# How to understand the mapping between a periodic function to its Fourier coefficients?

For a periodic function $f(x)=f(x+T)$, its Fourier transform can be written as an infinite sum:

$$f(x)=\sum_{-\infty}^{\infty}c_n e^{2\pi i x/T}.$$

This seems to suggest that the information contained in this periodic function is equivalently contained in this set of coefficients. And the number of the coefficients we need is as many as the number of integers.

For a function that is not periodic

$$f(x) = \int_{-\infty}^{\infty}f(\xi) e^{-2\pi i \xi x} d \xi,$$

the number of coefficients we need seems to be as many as the real numbers.

So how should I understand this mapping in turns of mathematical lauguage, for example, what property is common between the integer numbers and a periodic function, and between the real numbers and a non-periodic function?
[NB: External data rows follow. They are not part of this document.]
#[cfg(test)]
mod tests {
    use super::*;
    use crate::business_store::*;

    fn date(s: &str) -> NaiveDate {
        NaiveDate::parse_from_str(s, "%Y-%m-%d").unwrap()
    }

    fn record<T>(id: &str, fields: T) -> Record<T> {
        Record {
            id: id.to_string(),
            fields,
            created_at: 0,
            updated_at: 0,
        }
    }

    fn billboard(id: &str, rent: Option<f64>, status: &str) -> BillboardRecord {
        record(
            id,
            Billboard {
                billboard_identifier: Some(id.to_uppercase()),
                location: format!("Road {}", id),
                size: "20x10".to_string(),
                billboard_type: "Unipole".to_string(),
                status: status.to_string(),
                total_sft: None,
                installation_cost: None,
                total_installation_cost: Some(100_000.0),
                installation_date: None,
                land_owner_id: Some("owner".to_string()),
                rent_amount: rent,
                payment_month: None,
                agreement_start_date: None,
                agreement_end_date: None,
                agreement_document_url: None,
                image_urls: StringList::default(),
            },
        )
    }

    fn cost(id: &str, billboard_id: &str, kind: &str, amount: f64) -> InstallationCostRecord {
        record(
            id,
            InstallationCost {
                billboard_id: billboard_id.to_string(),
                partner_id: None,
                cost_type: kind.to_string(),
                amount,
                payment_date: date("2024-01-10"),
                payment_method: None,
                description: None,
                receipt_url: None,
            },
        )
    }

    fn investment(
        id: &str,
        billboard_id: &str,
        partner_id: &str,
        amount: f64,
        pct: f64,
    ) -> PartnerInvestmentRecord {
        record(
            id,
            PartnerInvestment {
                billboard_id: billboard_id.to_string(),
                partner_id: partner_id.to_string(),
                investment_amount: amount,
                investment_percentage: pct,
                investment_date: date("2024-01-01"),
                purpose: "Structure".to_string(),
                notes: None,
            },
        )
    }

    fn partner(id: &str, name: &str) -> PartnerRecord {
        record(
            id,
            Partner {
                name: name.to_string(),
                contact_person: None,
                email: None,
                phone: None,
                address: None,
            },
        )
    }

    #[test]
    fn profit_summary_uses_yearly_rent_and_cost_rows() {
        let b = billboard("b1", Some(10_000.0), "Rented");
        let costs = vec![
            cost("c1", "b1", "Structure Cost", 50_000.0),
            cost("c2", "b1", "VAT", 5_000.0),
            cost("c3", "other", "VAT", 999.0),
        ];
        let investments = vec![
            investment("i1", "b1", "p1", 30_000.0, 60.0),
            investment("i2", "b1", "p1", 5_000.0, 10.0),
            investment("i3", "b1", "p2", 20_000.0, 40.0),
        ];

        let summary = billboard_profit_summary(&b, &costs, &investments);
        assert_eq!(summary.partner_count, 2);
        assert_eq!(summary.total_installation_cost, 55_000.0);
        assert_eq!(summary.total_yearly_rental, 120_000.0);
        assert_eq!(summary.total_profit, 65_000.0);
        assert!(summary.profitable);
    }

    #[test]
    fn billboard_without_rent_is_loss_making() {
        let b = billboard("b1", None, "Available");
        let costs = vec![cost("c1", "b1", "Structure Cost", 1_000.0)];
        let summary = billboard_profit_summary(&b, &costs, &[]);
        assert_eq!(summary.total_profit, -1_000.0);
        assert!(!summary.profitable);
    }

    #[test]
    fn profit_shares_follow_percentages_without_normalising() {
        let snapshot = BusinessSnapshot {
            billboards: vec![billboard("b1", Some(10_000.0), "Rented")],
            partners: vec![partner("p1", "Karim"), partner("p2", "Rahim")],
            installation_costs: vec![cost("c1", "b1", "Structure Cost", 20_000.0)],
            investments: vec![
                investment("i1", "b1", "p1", 10_000.0, 80.0),
                investment("i2", "b1", "p2", 10_000.0, 40.0),
            ],
            ..Default::default()
        };

        let shares = partner_profit_shares(&snapshot);
        assert_eq!(shares.len(), 2);
        let total: f64 = shares.iter().map(|s| s.partner_profit_share).sum();
        // 120% of a 100_000 profit.
        assert_eq!(total, 120_000.0);
        assert!(shares.iter().any(|s| s.partner_name == "Karim"
            && s.partner_profit_share == 80_000.0));
    }

    #[test]
    fn client_summary_counts_active_rentals_and_payments() {
        let rental = |id: &str, client: &str, amount: f64, status: &str| {
            record(
                id,
                Rental {
                    billboard_id: "b1".to_string(),
                    client_id: client.to_string(),
                    start_date: date("2024-01-01"),
                    end_date: date("2024-12-31"),
                    rental_amount: amount,
                    invoice_date: 1,
                    invoice_frequency: "Monthly".to_string(),
                    payment_structure: None,
                    status: status.to_string(),
                    contract_document_url: None,
                    notes: None,
                },
            )
        };
        let payment = |id: &str, rental_id: &str, amount: f64, on: &str| {
            record(
                id,
                ClientPayment {
                    rental_id: rental_id.to_string(),
                    amount,
                    payment_date: date(on),
                    invoice_period_start: date(on),
                    invoice_period_end: date(on),
                    payment_method: None,
                    receipt_id: None,
                    status: "Received".to_string(),
                    notes: None,
                },
            )
        };
        let rentals = vec![
            rental("r1", "c1", 30_000.0, "Active"),
            rental("r2", "c1", 20_000.0, "Expired"),
            rental("r3", "c2", 99_000.0, "Active"),
        ];
        let payments = vec![
            payment("p1", "r1", 30_000.0, "2024-02-01"),
            payment("p2", "r2", 20_000.0, "2024-03-01"),
            payment("p3", "r3", 99_000.0, "2024-04-01"),
        ];

        let summary = client_summary("c1", &rentals, &payments);
        assert_eq!(summary.active_rentals, 1);
        assert_eq!(summary.total_rentals, 2);
        assert_eq!(summary.total_monthly_rent, 30_000.0);
        assert_eq!(summary.total_paid, 50_000.0);
        assert_eq!(summary.last_payment_date, Some(date("2024-03-01")));
    }

    #[test]
    fn land_owner_summary_splits_paid_and_pending() {
        let payment = |id: &str, amount: f64, status: &str, paid_on: Option<&str>| {
            record(
                id,
                LandOwnerPayment {
                    billboard_id: "b1".to_string(),
                    land_owner_id: "owner".to_string(),
                    amount,
                    payment_year_start: date("2024-01-01"),
                    payment_year_end: date("2024-12-31"),
                    payment_date: paid_on.map(date),
                    payment_method: None,
                    status: status.to_string(),
                    notes: None,
                },
            )
        };
        let billboards = vec![
            billboard("b1", None, "Rented"),
            billboard("b2", None, "Rented"),
        ];
        let payments = vec![
            payment("l1", 12_000.0, "Paid", Some("2024-01-05")),
            payment("l2", 8_000.0, "Pending", None),
            payment("l3", 1_000.0, "Overdue", Some("2023-12-01")),
        ];

        let summary = land_owner_summary("owner", &billboards, &payments);
        assert_eq!(summary.billboard_count, 2);
        assert_eq!(summary.total_paid, 12_000.0);
        assert_eq!(summary.pending_amount, 8_000.0);
        assert_eq!(summary.last_payment_date, Some(date("2024-01-05")));
    }

    #[test]
    fn partner_summary_uses_guarded_roi() {
        let billboards = vec![
            billboard("b1", Some(10_000.0), "Rented"),
            billboard("b2", Some(5_000.0), "Available"),
        ];
        let investments = vec![
            investment("i1", "b1", "p1", 60_000.0, 50.0),
            investment("i2", "b2", "p1", 0.0, 20.0),
        ];

        let summary = partner_summary("p1", &investments, &billboards);
        assert_eq!(summary.total_investment, 60_000.0);
        assert_eq!(summary.billboard_count, 2);
        assert_eq!(summary.rented_billboard_count, 1);
        assert_eq!(summary.total_installation_costs, 200_000.0);
        // 50% of 120_000 plus 20% of 60_000.
        assert_eq!(summary.yearly_rental_income, 72_000.0);
        assert_eq!(summary.roi.value, 20.0);

        let zero = summary
            .investments
            .iter()
            .find(|r| r.investment_id == "i2")
            .unwrap();
        assert_eq!(zero.monthly_income, 1_000.0);
        assert_eq!(zero.roi.value, 0.0);

        let nobody = partner_summary("ghost", &investments, &billboards);
        assert_eq!(nobody.roi.value, 0.0);
        assert_eq!(nobody.average_investment, 0.0);
    }

    #[test]
    fn installation_details_roi_is_unguarded() {
        let b = billboard("b1", Some(10_000.0), "Rented");
        let details = billboard_installation_details(&b, &[], &[], &[]);
        assert_eq!(details.total_cost, 0.0);
        assert!(details.roi.value.is_infinite());
        assert_eq!(details.roi.display, "Infinity%");
    }

    #[test]
    fn installation_details_split_profit_by_partner() {
        let b = billboard("b1", Some(10_000.0), "Rented");
        let costs = vec![
            cost("c1", "b1", "Structure Cost", 40_000.0),
            cost("c2", "b1", "Structure Cost", 20_000.0),
            cost("c3", "b1", "VAT", 20_000.0),
        ];
        let investments = vec![investment("i1", "b1", "p1", 80_000.0, 25.0)];
        let partners = vec![partner("p1", "Karim")];

        let details = billboard_installation_details(&b, &costs, &investments, &partners);
        assert_eq!(details.total_cost, 80_000.0);
        assert_eq!(details.profit_margin, 40_000.0);
        assert_eq!(details.roi.value, 50.0);
        assert_eq!(
            details.cost_by_type,
            vec![
                ("Structure Cost".to_string(), 60_000.0),
                ("VAT".to_string(), 20_000.0)
            ]
        );
        assert_eq!(details.partner_shares[0].profit_share, 10_000.0);
        assert_eq!(
            details.partner_shares[0].partner_name.as_deref(),
            Some("Karim")
        );
    }
}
• You mean "its Fourier series not transform". Mar 13 '15 at 19:37
• The common generalization of these things is called Pontryagin duality: en.wikipedia.org/wiki/Pontryagin_duality Mar 13 '15 at 19:41

As Qiaochu Yuan pointed out, both correspondences (circle $\to$ integers and line $\to$ line) are special cases of the Pontryagin duality for locally compact abelian group.
But perhaps an informal description can be helpful too. The Fourier transform decomposes a function (thought of as a "signal") into waves of different frequencies. In general, a signal can contain waves of arbitrary frequency; hence, the Fourier transform assigns a number ("amplitude/phase density") to every real number. But a signal of period $T$ can contains only waves with period $T$, $T/2$, $T/3$, ... This is why periodic functions are mapped to a discrete sequence of numbers, describing the amplitude and phase of the aforementioned waves.